Min Jeong Koh and Sarah Nematallah of Cecilia String Quartet in the Music Garden, August 13 2009. Photo by Tamara BernsteinThe all-woman Cecilia String Quartet is a prime example. The group played at the Music Garden every year from 2006 until they disbanded at the end of the 2017/2018 season. Violist Caitlin Boyle recalls that it was her first paying gig with the quartet. 

“As a young musician just graduating, there aren’t tons of opportunities to get paid and recognized,” said Boyle. “And I know within Toronto, Tamara has given chances to many young artists, plus the freedom to choose their repertoire, which isn’t always the case.”

The Future of Music in the Garden 

So the big question now is “what’s next?” In these pandemic times, uncertainty is the word of the day, especially when it comes to the performing arts. “We believe that this summer we will not be able to properly gather in large numbers in public places,” said Iris Nemani, chief programming officer for Harbourfront Centre. “So we’ve decided to put our efforts into commissioning new works that we hope will be performed in person in the Music Garden in 2022.

“Tamara has left a legacy of exemplary programming, created opportunities for hundreds of artists and presented beautiful music and dance performances for thousands of patrons,” said Nemani. “Summer Music in the Garden is a beloved, free program and we are looking forward to welcoming audiences back to the Garden next summer.”

Last words go to another contemporary composer whose work has shown up often across the life of the series, Quebec-based Michael Oesterle (although he characterizes his involvement as being more by chance than by design).  “It’s not so much that I was specifically commissioned for the series but because musicians invited to perform there already had works by me in their proposed repertoire, and as luck would have it Tamara found the pieces interesting as well.
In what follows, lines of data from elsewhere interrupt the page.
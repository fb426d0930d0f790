// [libs/infra/db/src/repositories/audit_repository.rs]
use crate::errors::DbError;
use crate::DbClient;
use fleetctl_domain_models::{AuditResult, DeviceAuditEvent};
use libsql::{params, Row};
use tracing::instrument;

pub struct AuditRepository {
    client: DbClient,
}

fn result_from_str(raw: &str) -> AuditResult {
    match raw {
        "error" => AuditResult::Error,
        "denied" => AuditResult::Denied,
        _ => AuditResult::Success,
    }
}

fn result_as_str(result: AuditResult) -> &'static str {
    match result {
        AuditResult::Success => "success",
        AuditResult::Error => "error",
        AuditResult::Denied => "denied",
    }
}

fn row_to_event(row: &Row) -> Result<DeviceAuditEvent, DbError> {
    let event_data_text: String = row.get(9)?;
    let event_data = serde_json::from_str(&event_data_text).map_err(|e| DbError::MappingError(e.to_string()))?;
    let created_text: String = row.get(12)?;
    let created_at = chrono::DateTime::parse_from_rfc3339(&created_text)
        .map(|dt| dt.with_timezone(&chrono::Utc))
        .unwrap_or_else(|_| chrono::Utc::now());

    Ok(DeviceAuditEvent {
        id: row.get(0)?,
        event_type: row.get(1)?,
        tenant_id: row.get(2)?,
        device_id: row.get(3)?,
        miner_id: row.get(4)?,
        actor_id: row.get(5)?,
        actor_type: row.get(6)?,
        source_ip: row.get(7)?,
        user_agent: row.get(8)?,
        event_data,
        result: result_from_str(&row.get::<String>(10)?),
        error_message: row.get(11)?,
        created_at,
    })
}

const SELECT_COLUMNS: &str =
    "id, event_type, tenant_id, device_id, miner_id, actor_id, actor_type, source_ip, user_agent, event_data_json, result, error_message, created_at";

impl AuditRepository {
    pub fn new(client: DbClient) -> Self {
        Self { client }
    }

    /// Escritura append-only; nunca se expone una ruta de actualización
    /// o borrado (spec §3/§4.9). El llamador decide el `result` a partir
    /// de lo que observó -- p.ej. un `GateDenial` mapea a `AuditResult::Denied`.
    #[allow(clippy::too_many_arguments)]
    #[instrument(skip(self, event_data))]
    pub async fn record(
        &self,
        event_type: &str,
        tenant_id: i64,
        device_id: Option<i64>,
        miner_id: Option<i64>,
        actor_id: Option<&str>,
        actor_type: &str,
        source_ip: Option<&str>,
        user_agent: Option<&str>,
        event_data: &serde_json::Value,
        result: AuditResult,
        error_message: Option<&str>,
    ) -> Result<i64, DbError> {
        let connection = self.client.get_connection()?;
        let event_data_text = serde_json::to_string(event_data).map_err(|e| DbError::MappingError(e.to_string()))?;

        connection
            .execute(
                "INSERT INTO device_audit_events (event_type, tenant_id, device_id, miner_id, actor_id, actor_type, source_ip, user_agent, event_data_json, result, error_message)
                 VALUES (?1, ?2, ?3, ?4, ?5, ?6, ?7, ?8, ?9, ?10, ?11)",
                params![
                    event_type,
                    tenant_id,
                    device_id,
                    miner_id,
                    actor_id,
                    actor_type,
                    source_ip,
                    user_agent,
                    event_data_text,
                    result_as_str(result),
                    error_message
                ],
            )
            .await?;

        Ok(connection.last_insert_rowid())
    }

    /// Lectura redactada por defecto: el operador que consulta auditoría
    /// no es necesariamente el actor original de la acción.
    pub async fn list_by_tenant(&self, tenant_id: i64, limit: i64) -> Result<Vec<DeviceAuditEvent>, DbError> {
        let connection = self.client.get_connection()?;
        let mut rows = connection
            .query(
                &format!(
                    "SELECT {SELECT_COLUMNS} FROM device_audit_events WHERE tenant_id = ?1 ORDER BY created_at DESC LIMIT ?2"
                ),
                params![tenant_id, limit],
            )
            .await?;

        let mut events = Vec::new();
        while let Some(row) = rows.next().await? {
            events.push(row_to_event(&row)?.redacted());
        }
        Ok(events)
    }

    pub async fn list_by_device(&self, device_id: i64, limit: i64) -> Result<Vec<DeviceAuditEvent>, DbError> {
        let connection = self.client.get_connection()?;
        let mut rows = connection
            .query(
                &format!(
                    "SELECT {SELECT_COLUMNS} FROM device_audit_events WHERE device_id = ?1 ORDER BY created_at DESC LIMIT ?2"
                ),
                params![device_id, limit],
            )
            .await?;

        let mut events = Vec::new();
        while let Some(row) = rows.next().await? {
            events.push(row_to_event(&row)?.redacted());
        }
        Ok(events)
    }
}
And the feedback I got from those musicians after their performances there was always joyous and positive. 

“Some of what Tamara brought to her 20-year tenure,” he continues, “is that she’s intelligent and knows music, but beyond that she is extremely curious, and has found courageous and wonderful ways of drawing audiences into music you might think wouldn’t have a hope in a challenging acoustic environment -- ranging far, but never losing touch with the solo cello intimacy which inspired the place and the series all along.”   

“I am sad to hear her time there is at an end.”

Cathy Riches is a self-described Toronto-based recovering singer and ink slinger.